3. In observing a client who is pacing, agitated, and presenting aggressive gestures, with rapid speech pattern and belligerent affect, what is the immediate priority of care for the nurse?
- A. Provide safety for the client and other clients on the unit
- B. Provide the clients on the unit with a sense of comfort and safety
- C. Assist the staff in caring for the client in a controlled environment
- D. Offer the client a less stimulated area to calm down and gain control
Correct answer: A
Rationale: In a situation where a client is displaying aggression and agitation, the immediate priority of care for the nurse is to ensure safety for the client and others on the unit. Providing a safe environment and implementing calming measures take precedence over other interventions. Option A is the correct choice as it addresses the crucial need for safety in a potentially volatile situation. Options B, C, and D, although important, do not address the primary concern of ensuring safety for all individuals involved.
4. During an annual physical by the occupational nurse working in a corporate clinic, a male employee tells the nurse that his high-stress job is causing trouble in his personal life. He further explains that he often gets so angry while driving to and from work that he has considered 'getting even' with other drivers. How should the nurse respond?
- A. Anger is contagious and could result in major confrontation.
- B. Try not to let your anger cause you to act impulsively.
- C. Expressing your anger to a stranger could result in an unsafe situation.
- D. It sounds as if you feel angry for no reason
Correct answer: C
Rationale: The correct responses are C and D. The nurse should acknowledge the employee's feelings of anger and suggest that expressing anger to strangers, like other drivers, could lead to unsafe situations. This response aims to prevent potential confrontations or harm. Choice A is incorrect as it doesn't address the specific situation of expressing anger while driving. Choice B is also incorrect as it is vague and doesn't provide practical advice to manage the anger effectively.
5. An 86-year-old female client with Alzheimer's disease is wandering the busy halls of the extended care facility and asks the nurse, 'Where should I stand for the parade?' Which response is best for the nurse to provide?

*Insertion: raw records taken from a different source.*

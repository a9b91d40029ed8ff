// Logging front for the control core.
//
// The macros forward to `defmt` on the MCU (feature `defmt`), to the `log` facade on the
// host (feature `log`, enabled for the test builds) and compile to nothing otherwise.
// Arguments are still borrowed in the silent build to keep the call sites free of
// unused-variable warnings.
//
// Format strings must stay compatible with both backends: use `{}` for integers and
// `{:?}` for enums (`Debug` + `defmt::Format`).

// Licensed under the Apache License, Version 2.0
// Copyright 2024 Anton Khrustalev, creapunk.com

#![macro_use]
#![allow(unused_macros)]

macro_rules! log_event {
    ($level:ident, $s:literal $(, $x:expr)* $(,)?) => {{
        #[cfg(feature = "defmt")]
        ::defmt::$level!($s $(, $x)*);
        #[cfg(all(feature = "log", not(feature = "defmt")))]
        ::log::$level!($s $(, $x)*);
        #[cfg(not(any(feature = "defmt", feature = "log")))]
        let _ = ($(&$x,)*);
    }};
}

macro_rules! trace {
    ($($t:tt)*) => { log_event!(trace, $($t)*) };
}

macro_rules! debug {
    ($($t:tt)*) => { log_event!(debug, $($t)*) };
}

macro_rules! info {
    ($($t:tt)*) => { log_event!(info, $($t)*) };
}

macro_rules! warn {
    ($($t:tt)*) => { log_event!(warn, $($t)*) };
}

macro_rules! error {
    ($($t:tt)*) => { log_event!(error, $($t)*) };
}
pub struct PressureController {
    config: VentilatorConfig,
    commands: OperatorCommands,
    timing: CycleTiming,

    tick: u16,
    phase: CyclePhase,
    sub_phase: CycleSubPhase,
    /// Tick at which the hold phase was first entered in this cycle
    plateau_start_time: Option<u16>,

    pressure: i16,
    peak_pressure: i16,
    plateau_pressure: i16,
    peep: i16,
    /// Values of the last completed cycle, kept across the cycle start for the display
    previous_peak_pressure: i16,
    previous_plateau_pressure: i16,
    pressure_sum: i32,
    pressure_samples: i32,

    plateau: PlateauTracker,

    blower_pid: PID,
    patient_pid: PID,
    blower_aperture: AffineMap,
    patient_aperture: AffineMap,

    inspiratory_valve: Valve,
    expiratory_valve: Valve,
    blower: Blower,
    blower_base_speed: u16,
    /// Computed at the end of a cycle, applied at the start of the next one
    pending_blower_increment: i16,

    dt_us: i32,
    cycle: u32,
    running: bool,
    requested_running: Option<bool>,
}
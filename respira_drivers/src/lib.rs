#![no_std]

// STM32G4 drivers of the emergency ventilator.
//
// Key Features:
// - Pin map of the control board
// - Servo PWM bank driving both pinch valves and the blower ESC
// - Alarm panel: piezo buzzer and LEDs, alarm line logged over defmt
// - Pressure sensor and supply voltage ADC reads
// - Operator buttons with edge detection
// - 100 Hz control tick timer

// Licensed under the Apache License, Version 2.0
// Copyright 2024 Anton Khrustalev, creapunk.com

pub mod alarm_panel;
pub mod analog;
pub mod buttons;
pub mod buzzer;
pub mod control_timer;
pub mod pinout;
pub mod servo;
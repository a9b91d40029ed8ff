// Licensed under the Apache License, Version 2.0
// Copyright 2024 Anton Khrustalev, creapunk.com

use super::{AlarmCode, AlarmPriority};

/// One debounced alarm condition.
///
/// The alarm is triggered once it has been detected during `threshold` distinct cycles in a
/// row. A single "not detected" report resets it.
#[derive(Clone, Copy, Debug, PartialEq, Eq)]
#[cfg_attr(feature = "defmt", derive(defmt::Format))]
pub struct Alarm {
    priority: AlarmPriority,
    code: AlarmCode,
    threshold: u8,
    counter: u8,
    last_detected_cycle: Option<u32>,
}

impl Alarm {
    pub const fn new(priority: AlarmPriority, code: AlarmCode, threshold: u8) -> Self {
        Self {
            priority,
            code,
            threshold,
            counter: 0,
            last_detected_cycle: None,
        }
    }

    #[inline]
    pub fn priority(&self) -> AlarmPriority {
        self.priority
    }

    #[inline]
    pub fn code(&self) -> AlarmCode {
        self.code
    }

    #[inline]
    pub fn threshold(&self) -> u8 {
        self.threshold
    }

    #[inline]
    pub fn counter(&self) -> u8 {
        self.counter
    }

    #[inline]
    pub fn is_triggered(&self) -> bool {
        self.counter >= self.threshold
    }

    /// Reports the condition during `cycle`. A second report for the same cycle is ignored.
    pub fn detected(&mut self, cycle: u32) {
        if self.last_detected_cycle == Some(cycle) {
            return;
        }
        self.last_detected_cycle = Some(cycle);
        if self.counter < self.threshold {
            self.counter += 1;
        }
    }

    /// Reports the condition is gone.
    pub fn not_detected(&mut self) {
        self.counter = 0;
        self.last_detected_cycle = None;
    }
}
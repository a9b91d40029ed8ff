// Shared helpers of the integration tests: controller bench and a first order lung model.

#![allow(dead_code)]

use respira_algo::{
    AlarmCode, AlarmController, BlowerDriver, PressureController, ValveDriver, VentilatorConfig,
};

/// Control period used by the benches, in microseconds.
pub const DT_US: i32 = 10_000;

/// Servo position of a closed valve, as configured by default.
pub const CLOSED: u16 = respira_algo::config::VALVE_CLOSED_STATE;

#[derive(Default)]
pub struct ValveRecorder {
    pub position: Option<u16>,
}

impl ValveDriver for ValveRecorder {
    fn set_position(&mut self, position: u16) {
        self.position = Some(position);
    }
}

#[derive(Default)]
pub struct BlowerRecorder {
    pub speed: Option<u16>,
}

impl BlowerDriver for BlowerRecorder {
    fn run(&mut self, speed: u16) {
        self.speed = Some(speed);
    }

    fn stop(&mut self) {
        self.speed = None;
    }
}

/// Controller, alarm engine and actuator recorders wired like the firmware.
pub struct Bench {
    pub ctrl: PressureController,
    pub alarms: AlarmController,
    pub inspiratory: ValveRecorder,
    pub expiratory: ValveRecorder,
    pub blower: BlowerRecorder,
}

impl Bench {
    pub fn new() -> Self {
        Self::with_config(VentilatorConfig::default())
    }

    pub fn with_config(config: VentilatorConfig) -> Self {
        let mut ctrl = PressureController::new(config).expect("valid configuration");
        ctrl.init_respiratory_cycle();
        Self {
            ctrl,
            alarms: AlarmController::new(),
            inspiratory: ValveRecorder::default(),
            expiratory: ValveRecorder::default(),
            blower: BlowerRecorder::default(),
        }
    }

    /// One control tick with the given pressure.
    pub fn step(&mut self, tick: u16, pressure: i16) {
        self.ctrl.update_dt(DT_US);
        self.ctrl.update_pressure(pressure);
        self.ctrl.compute(tick, &mut self.alarms);
        self.ctrl.execute_commands(
            &mut self.inspiratory,
            &mut self.expiratory,
            &mut self.blower,
        );
    }

    /// Runs the remaining ticks of the cycle with a scripted pressure, then closes it and
    /// starts the next one.
    pub fn run_cycle(&mut self, mut trace: impl FnMut(u16) -> i16) {
        for tick in 0..self.ctrl.centi_sec_per_cycle() {
            self.step(tick, trace(tick));
        }
        self.next_cycle();
    }

    pub fn next_cycle(&mut self) {
        self.ctrl.end_respiratory_cycle(&mut self.alarms);
        self.ctrl.init_respiratory_cycle();
    }

    pub fn triggered(&self, code: AlarmCode) -> bool {
        self.alarms.triggered_alarms().contains(&Some(code))
    }
}

/// First order lung: the inlet fills from the blower, the outlet vents to the atmosphere.
pub struct Lung {
    pressure: f64,
    /// Source pressure per unit of blower speed
    blower_gain: f64,
    /// Fraction of the pressure gap closed per tick with a fully open valve
    conductance: f64,
}

impl Lung {
    pub fn new(blower_gain: f64, conductance: f64) -> Self {
        Self {
            pressure: 0.0,
            blower_gain,
            conductance,
        }
    }

    /// Pressure seen by the sensor, in mmH2O.
    pub fn pressure(&self) -> i16 {
        self.pressure as i16
    }

    /// Advances the model by one tick from the executed actuator positions.
    pub fn step(&mut self, inspiratory: u16, expiratory: u16, blower_speed: u16) {
        let inlet = (CLOSED - inspiratory.min(CLOSED)) as f64 / CLOSED as f64;
        let outlet = (CLOSED - expiratory.min(CLOSED)) as f64 / CLOSED as f64;
        let source = blower_speed as f64 * self.blower_gain;
        self.pressure += self.conductance * inlet * (source - self.pressure)
            - self.conductance * outlet * self.pressure;
        self.pressure = self.pressure.max(0.0);
    }
}

/// Runs `cycles` complete breathing cycles of the bench against the lung.
pub fn breathe(bench: &mut Bench, lung: &mut Lung, cycles: u32) {
    for _ in 0..cycles {
        for tick in 0..bench.ctrl.centi_sec_per_cycle() {
            bench.step(tick, lung.pressure());
            lung.step(
                bench.inspiratory.position.unwrap_or(CLOSED),
                bench.expiratory.position.unwrap_or(CLOSED),
                bench.blower.speed.unwrap_or(0),
            );
        }
        bench.next_cycle();
    }
}
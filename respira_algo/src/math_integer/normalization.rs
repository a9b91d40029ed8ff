/// Full scale of the 12-bit converters used by the sensor front-ends.
pub const ADC_FULL_SCALE: i32 = 4095;

/// Converts a raw 12-bit ADC sample to millivolts, milliamps, etc.
///
/// # Arguments
/// * `raw` - The right aligned ADC sample [u16]
/// * `full_scale` - The value matching the converter full scale (only positive range) [i32]
///
/// # Returns
/// The value in millivolts, milliamps, etc. [i32]
pub const fn adc_to_value(raw: u16, full_scale: i32) -> i32 {
    let raw = if raw as i32 > ADC_FULL_SCALE {
        ADC_FULL_SCALE
    } else {
        raw as i32
    };
    ((raw as i64 * full_scale as i64) / ADC_FULL_SCALE as i64) as i32
}

/// Affine mapping of a bounded input range onto an output range.
///
/// The output range may be inverted (`out_start > out_end`), which is how a positive
/// command is turned into a smaller servo position. Inputs are clamped to the input range,
/// so the output always lies between `out_start` and `out_end`.
#[derive(Clone, Copy, Debug, PartialEq, Eq)]
#[cfg_attr(feature = "defmt", derive(defmt::Format))]
pub struct AffineMap {
    in_start: i32,
    in_end: i32,
    out_start: i32,
    out_end: i32,
}

impl AffineMap {
    /// `in_start` must differ from `in_end`.
    pub const fn new(in_start: i32, in_end: i32, out_start: i32, out_end: i32) -> Self {
        Self {
            in_start,
            in_end,
            out_start,
            out_end,
        }
    }

    pub fn apply(&self, value: i32) -> i32 {
        let (lo, hi) = if self.in_start < self.in_end {
            (self.in_start, self.in_end)
        } else {
            (self.in_end, self.in_start)
        };
        let span = self.in_end as i64 - self.in_start as i64;
        if span == 0 {
            return self.out_start;
        }
        let value = value.clamp(lo, hi);
        let out_span = self.out_end as i64 - self.out_start as i64;
        let travel = value as i64 - self.in_start as i64;
        // |offset| <= |out_span|: the result stays within the output range
        let offset = (out_span as i128 * travel as i128) / span as i128;
        (self.out_start as i64 + offset as i64) as i32
    }
}

#[cfg(test)]
mod tests {
    use super::*;

    #[test]
    fn adc_scales_to_full_range() {
        assert_eq!(adc_to_value(0, 3300), 0);
        assert_eq!(adc_to_value(4095, 3300), 3300);
        assert_eq!(adc_to_value(u16::MAX, 3300), 3300);
    }

    #[test]
    fn inverted_output_range() {
        let map = AffineMap::new(0, 1000, 125, 0);
        assert_eq!(map.apply(0), 125);
        assert_eq!(map.apply(1000), 0);
        assert_eq!(map.apply(500), 63);
        assert_eq!(map.apply(-20), 125);
        assert_eq!(map.apply(5000), 0);
    }

    #[test]
    fn full_width_ranges_do_not_overflow() {
        let map = AffineMap::new(i32::MIN, i32::MAX, 125, 0);
        assert_eq!(map.apply(i32::MIN), 125);
        assert_eq!(map.apply(i32::MAX), 0);
        let wide = AffineMap::new(0, 1000, i32::MIN, i32::MAX);
        assert_eq!(wide.apply(0), i32::MIN);
        assert_eq!(wide.apply(1000), i32::MAX);
    }

    #[test]
    fn negative_input_range() {
        let map = AffineMap::new(-1000, 0, 0, 125);
        assert_eq!(map.apply(-1000), 0);
        assert_eq!(map.apply(0), 125);
        assert_eq!(map.apply(200), 125);
    }
}
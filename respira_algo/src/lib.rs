#![cfg_attr(not(test), no_std)]

// Respiratory control core of the emergency ventilator.
//
// Key Features:
// - Breathing cycle state machine driven by a 100 Hz centisecond tick
// - Dual PID pressure control (blower side during inhalation, patient side during exhalation)
// - Plateau detection with cycle-to-cycle peak command and blower speed calibration
// - Debounced, priority ranked alarm engine with buzzer/LED sequencing and snooze
// - Pressure and supply front-ends turning raw ADC samples into mmH2O / millivolts
//
// Every tick operation is total: out-of-range values are clamped, failures are reported
// through the alarm engine. Nothing in this crate allocates.

// Licensed under the Apache License, Version 2.0
// Copyright 2024 Anton Khrustalev, creapunk.com

// Must stay first: the logging macros are textually scoped
mod fmt;

pub mod config;
pub mod math_integer;

pub mod actuators;
pub mod alarms;
pub mod commands;
pub mod cycle;
pub mod plateau;
pub mod sensors;

pub mod pressure_controller;

pub use actuators::{Blower, BlowerDriver, Valve, ValveDriver};
pub use alarms::{
    AlarmCode, AlarmController, AlarmEffects, AlarmEvent, AlarmPriority, LedState, Tone,
};
pub use commands::CommandSet;
pub use config::{ConfigError, VentilatorConfig};
pub use cycle::{CyclePhase, CycleSubPhase};
pub use pressure_controller::{ControllerSnapshot, PressureController};
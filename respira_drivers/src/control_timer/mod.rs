// Implements the control tick timer (TIM2 update interrupt).

// Licensed under the Apache License, Version 2.0
// Copyright 2024 Anton Khrustalev, creapunk.com

use hal::{
    clocks::Clocks,
    pac::TIM2,
    timer::{
        Alignment, CaptureCompareDma, CountDir, Timer, TimerConfig, TimerInterrupt, UpdateReqSrc,
    },
};

pub struct ControlTimer {
    tim: Timer<TIM2>,
}

impl ControlTimer {
    pub fn new(tim2: TIM2, clock_cfg: &Clocks, freq: u16) -> Self {
        let mut timer = Timer::new_tim2(
            tim2,
            freq as f32,
            TimerConfig {
                one_pulse_mode: false,
                update_request_source: UpdateReqSrc::Any,
                auto_reload_preload: true,
                alignment: Alignment::Edge,
                capture_compare_dma: CaptureCompareDma::Update,
                direction: CountDir::Up,
            },
            clock_cfg,
        );
        timer.enable_interrupt(TimerInterrupt::Update);

        ControlTimer { tim: timer }
    }

    /// Starts ticking. Call once every peripheral is ready.
    pub fn begin(&mut self) {
        self.tim.enable();
    }

    /// Clears the update flag; call first in the interrupt handler.
    pub fn clear(&mut self) {
        self.tim.clear_interrupt(TimerInterrupt::Update);
    }
}
// Implements the audible and visual alarm effects.
//
// Key Features:
// - `BuzzerSequencer`: explicit state machine walking static (tone, duration) tables
// - One pattern per alarm priority (repeating) and a one-shot boot beep
// - LED policy per priority: blinking red, blinking yellow, steady yellow
// - Hardware stays behind the `AlarmEffects` capability

// Licensed under the Apache License, Version 2.0
// Copyright 2024 Anton Khrustalev, creapunk.com

use super::{AlarmCode, AlarmPriority};
use crate::config::ALARM_LED_BLINK_HALF_PERIOD_MS;

/// Buzzer output level.
#[derive(Clone, Copy, Debug, PartialEq, Eq)]
#[cfg_attr(feature = "defmt", derive(defmt::Format))]
pub enum Tone {
    Off,
    Low,
    High,
}

/// Alarm LED output.
#[derive(Clone, Copy, Debug, PartialEq, Eq)]
#[cfg_attr(feature = "defmt", derive(defmt::Format))]
pub enum LedState {
    Off,
    Red,
    Yellow,
}

/// Outputs driven by the alarm controller.
pub trait AlarmEffects {
    fn set_buzzer(&mut self, tone: Tone);
    fn set_leds(&mut self, leds: LedState);
    /// Triggered alarms, lowest code first, empty slots last.
    fn display_alarms(&mut self, alarms: &[Option<AlarmCode>]);
}

type Step = (Tone, u32);

const HIGH_PRIORITY_STEPS: [Step; 10] = [
    (Tone::High, 150),
    (Tone::Low, 150),
    (Tone::High, 150),
    (Tone::Off, 150),
    (Tone::High, 150),
    (Tone::Low, 150),
    (Tone::High, 150),
    (Tone::Low, 150),
    (Tone::High, 150),
    (Tone::Off, 2500),
];

const MEDIUM_PRIORITY_STEPS: [Step; 6] = [
    (Tone::Low, 200),
    (Tone::Off, 150),
    (Tone::Low, 200),
    (Tone::Off, 150),
    (Tone::Low, 200),
    (Tone::Off, 6000),
];

const LOW_PRIORITY_STEPS: [Step; 4] = [
    (Tone::Low, 200),
    (Tone::Off, 150),
    (Tone::Low, 200),
    (Tone::Off, 15_000),
];

const BOOT_STEPS: [Step; 3] = [(Tone::High, 100), (Tone::Off, 100), (Tone::High, 300)];

/// Buzzer patterns known to the sequencer.
#[derive(Clone, Copy, Debug, PartialEq, Eq)]
#[cfg_attr(feature = "defmt", derive(defmt::Format))]
pub enum BuzzerPattern {
    HighPriority,
    MediumPriority,
    LowPriority,
    Boot,
}

impl BuzzerPattern {
    /// Pattern announcing an alarm priority, `None` for silence.
    pub const fn for_priority(priority: AlarmPriority) -> Option<BuzzerPattern> {
        match priority {
            AlarmPriority::High => Some(BuzzerPattern::HighPriority),
            AlarmPriority::Medium => Some(BuzzerPattern::MediumPriority),
            AlarmPriority::Low => Some(BuzzerPattern::LowPriority),
            AlarmPriority::None => None,
        }
    }

    const fn steps(self) -> &'static [Step] {
        match self {
            BuzzerPattern::HighPriority => &HIGH_PRIORITY_STEPS,
            BuzzerPattern::MediumPriority => &MEDIUM_PRIORITY_STEPS,
            BuzzerPattern::LowPriority => &LOW_PRIORITY_STEPS,
            BuzzerPattern::Boot => &BOOT_STEPS,
        }
    }

    const fn repeats(self) -> bool {
        !matches!(self, BuzzerPattern::Boot)
    }
}

/// Walks a buzzer pattern step by step.
pub struct BuzzerSequencer {
    pattern: Option<BuzzerPattern>,
    index: usize,
    remaining_ms: u32,
    repeat: bool,
}

impl BuzzerSequencer {
    pub const fn new() -> Self {
        Self {
            pattern: None,
            index: 0,
            remaining_ms: 0,
            repeat: false,
        }
    }

    /// Restarts from the first step of `pattern`.
    pub fn start(&mut self, pattern: BuzzerPattern) {
        self.pattern = Some(pattern);
        self.index = 0;
        self.remaining_ms = pattern.steps()[0].1;
        self.repeat = pattern.repeats();
    }

    pub fn stop(&mut self) {
        self.pattern = None;
        self.index = 0;
        self.remaining_ms = 0;
    }

    /// Pattern being played, `None` once a one-shot pattern is over.
    #[inline]
    pub fn pattern(&self) -> Option<BuzzerPattern> {
        self.pattern
    }

    /// Advances the pattern by `elapsed_ms` and returns the tone to play.
    pub fn tick(&mut self, elapsed_ms: u32) -> Tone {
        let Some(pattern) = self.pattern else {
            return Tone::Off;
        };
        let steps = pattern.steps();
        let mut elapsed = elapsed_ms;

        while elapsed >= self.remaining_ms {
            elapsed -= self.remaining_ms;
            self.index += 1;
            if self.index >= steps.len() {
                if !self.repeat {
                    self.stop();
                    return Tone::Off;
                }
                self.index = 0;
            }
            self.remaining_ms = steps[self.index].1;
        }
        self.remaining_ms -= elapsed;
        steps[self.index].0
    }
}

impl Default for BuzzerSequencer {
    fn default() -> Self {
        Self::new()
    }
}

/// LED output for the highest active priority at time `now_ms`.
pub fn led_state(priority: AlarmPriority, now_ms: u32) -> LedState {
    let blink_on = (now_ms / ALARM_LED_BLINK_HALF_PERIOD_MS) % 2 == 0;
    match priority {
        AlarmPriority::High if blink_on => LedState::Red,
        AlarmPriority::Medium if blink_on => LedState::Yellow,
        AlarmPriority::Low => LedState::Yellow,
        _ => LedState::Off,
    }
}
// Implements the airway pressure front-end: ADC sample -> filtered pressure in mmH2O.
//
// Key Features:
// - Conversion of an MPX5010 class sensor read through a resistor divider
//   (Vout = Vs * (0.09 * P + 0.04), P in kPa)
// - Integer low-pass filtering of the converted value
// - Keeps the last good value so the controller is always fed, even when a read is missing

// Licensed under the Apache License, Version 2.0
// Copyright 2024 Anton Khrustalev, creapunk.com

use crate::math_integer::filters::lpf::FilterLPF;
use crate::math_integer::normalization::adc_to_value;

/// ADC reference voltage in millivolts.
pub const ADC_REFERENCE_MV: i32 = 3300;
/// Sensor supply voltage in millivolts.
pub const SENSOR_SUPPLY_MV: i32 = 5000;
/// Ratio of the divider between the sensor output and the ADC input (permille).
pub const DIVIDER_RATIO_PERMILLE: i32 = 680;
/// Default smoothing of the pressure filter (0..255).
pub const PRESSURE_FILTER_ALPHA: u8 = 64;

/// Converts a raw 12-bit sample of the pressure sensor to mmH2O, clamped to positive values.
pub fn adc_to_mmh2o(raw: u16) -> i16 {
    let adc_mv = adc_to_value(raw, ADC_REFERENCE_MV);
    let sensor_mv = adc_mv * 1000 / DIVIDER_RATIO_PERMILLE;

    // Output relative to the supply, in permille: 40 at 0 kPa, 90 more per kPa
    let ratio = sensor_mv * 1000 / SENSOR_SUPPLY_MV;
    let pascal = (ratio - 40) * 1000 / 90;

    // 1 mmH2O = 9.807 Pa
    let mmh2o = pascal * 1000 / 9807;
    mmh2o.clamp(0, i16::MAX as i32) as i16
}

/// Low-pass filter on converted pressure samples.
pub struct PressureFilter {
    filter: FilterLPF,
}

impl PressureFilter {
    pub fn new(alpha: u8) -> Self {
        Self {
            filter: FilterLPF::new(0, alpha),
        }
    }

    /// Filters one pressure sample and returns the filtered pressure.
    #[inline]
    pub fn tick(&mut self, pressure: i16) -> i16 {
        self.filter.tick(pressure)
    }
}

/// Raw ADC sample in, pressure for `PressureController::update_pressure` out.
pub struct PressureFrontEnd {
    filter: PressureFilter,
    last_good: i16,
    missed_reads: u32,
}

impl PressureFrontEnd {
    pub fn new(alpha: u8) -> Self {
        Self {
            filter: PressureFilter::new(alpha),
            last_good: 0,
            missed_reads: 0,
        }
    }

    /// Processes the read of this tick; `None` when the sample was not available.
    pub fn tick(&mut self, raw: Option<u16>) -> i16 {
        match raw {
            Some(raw) => {
                self.last_good = self.filter.tick(adc_to_mmh2o(raw));
            }
            None => {
                self.missed_reads = self.missed_reads.saturating_add(1);
                debug!("pressure read missed, reusing {} mmH2O", self.last_good);
            }
        }
        self.last_good
    }

    /// Last filtered pressure
    #[inline]
    pub fn pressure(&self) -> i16 {
        self.last_good
    }

    /// Number of reads that were not available since boot
    #[inline]
    pub fn missed_reads(&self) -> u32 {
        self.missed_reads
    }
}

impl Default for PressureFrontEnd {
    fn default() -> Self {
        Self::new(PRESSURE_FILTER_ALPHA)
    }
}
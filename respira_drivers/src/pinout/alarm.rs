// Licensed under the Apache License, Version 2.0
// Copyright 2024 Anton Khrustalev, creapunk.com

use super::PinDef;
use super::{PinMode, Port};

/// Piezo buzzer, TIM4_CH1
pub const BUZZER: PinDef = PinDef {
    port: Port::B,
    pin: 6,
    mode: PinMode::Alt(2),
};

pub const LED_RED: PinDef = PinDef {
    port: Port::B,
    pin: 15,
    mode: PinMode::Output,
};

pub const LED_YELLOW: PinDef = PinDef {
    port: Port::B,
    pin: 14,
    mode: PinMode::Output,
};
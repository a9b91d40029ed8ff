// Implements the operator button reader.
//
// Key Features:
// - Ten active low buttons with internal pull-ups
// - Polled once per control tick; a press is reported once, on its falling edge

// Licensed under the Apache License, Version 2.0
// Copyright 2024 Anton Khrustalev, creapunk.com

use hal::gpio::{Pin, Pull};

use super::pinout::buttons::*;
use super::pinout::PinDef;

pub const BUTTON_COUNT: usize = 10;

#[derive(Clone, Copy, Debug, PartialEq, Eq, defmt::Format)]
pub enum Button {
    PeakUp,
    PeakDown,
    PlateauUp,
    PlateauDown,
    PeepUp,
    PeepDown,
    CycleUp,
    CycleDown,
    Snooze,
    StartStop,
}

const LAYOUT: [(Button, PinDef); BUTTON_COUNT] = [
    (Button::PeakUp, PEAK_UP),
    (Button::PeakDown, PEAK_DOWN),
    (Button::PlateauUp, PLATEAU_UP),
    (Button::PlateauDown, PLATEAU_DOWN),
    (Button::PeepUp, PEEP_UP),
    (Button::PeepDown, PEEP_DOWN),
    (Button::CycleUp, CYCLE_UP),
    (Button::CycleDown, CYCLE_DOWN),
    (Button::Snooze, SNOOZE),
    (Button::StartStop, START_STOP),
];

pub struct Buttons {
    pins: [Pin; BUTTON_COUNT],
    pressed: [bool; BUTTON_COUNT],
}

impl Buttons {
    pub fn new() -> Self {
        let pins = LAYOUT.map(|(_, def)| {
            let mut pin = def.init();
            pin.pull(Pull::Up);
            pin
        });

        Buttons {
            pins,
            pressed: [false; BUTTON_COUNT],
        }
    }

    /// Calls `on_press` for every button pressed since the previous poll.
    pub fn poll<F: FnMut(Button)>(&mut self, mut on_press: F) {
        for (i, pin) in self.pins.iter().enumerate() {
            let pressed = pin.is_low();
            if pressed && !self.pressed[i] {
                on_press(LAYOUT[i].0);
            }
            self.pressed[i] = pressed;
        }
    }
}
// Implements the piezo buzzer output (TIM4 CH1, 50% duty square wave).

// Licensed under the Apache License, Version 2.0
// Copyright 2024 Anton Khrustalev, creapunk.com

use hal::{
    clocks::Clocks,
    pac::TIM4,
    timer::{
        Alignment, CaptureCompareDma, CountDir, OutputCompare, TimChannel, Timer, TimerConfig,
        UpdateReqSrc,
    },
};

use respira_algo::Tone;

use super::pinout;

pub const TONE_LOW_HZ: f32 = 1000.0;
pub const TONE_HIGH_HZ: f32 = 2500.0;

pub struct Buzzer {
    tim: Timer<TIM4>,
}

impl Buzzer {
    pub fn new(tim4: TIM4, clock_cfg: &Clocks) -> Self {
        let mut timer = Timer::new_tim4(
            tim4,
            TONE_LOW_HZ,
            TimerConfig {
                one_pulse_mode: false,
                update_request_source: UpdateReqSrc::Any,
                auto_reload_preload: true,
                alignment: Alignment::Edge,
                capture_compare_dma: CaptureCompareDma::Update,
                direction: CountDir::Up,
            },
            clock_cfg,
        );
        timer.enable_pwm_output(TimChannel::C1, OutputCompare::Pwm1, 0.0);
        timer.enable();
        pinout::alarm::BUZZER.init();

        Buzzer { tim: timer }
    }

    pub fn set_tone(&mut self, tone: Tone) {
        let freq = match tone {
            Tone::Off => {
                self.tim.set_duty(TimChannel::C1, 0);
                return;
            }
            Tone::Low => TONE_LOW_HZ,
            Tone::High => TONE_HIGH_HZ,
        };
        if self.tim.set_freq(freq).is_err() {
            defmt::error!("BUZZER: cannot set {} Hz", freq);
            self.tim.set_duty(TimChannel::C1, 0);
            return;
        }
        let half = self.tim.get_max_duty() / 2;
        self.tim.set_duty(TimChannel::C1, half);
    }
}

- A. "You can stand wherever you'd like as long as you stay safe from those in the parade."
- B. "You seem confused because of all the activity in the hall. There is no parade."
- C. "Let's go back to the activity room and see what is going on in there."
- D. "Remember, this is a nursing home, and I am here to help you."
Correct answer: C
Rationale: (C) is the best response as it redirects the client to a safer, familiar place. (A) is dismissive and does not address the client's needs directly. (B) labels the behavior, which may increase the client's anxiety. (D) is scolding and may not be helpful in the situation.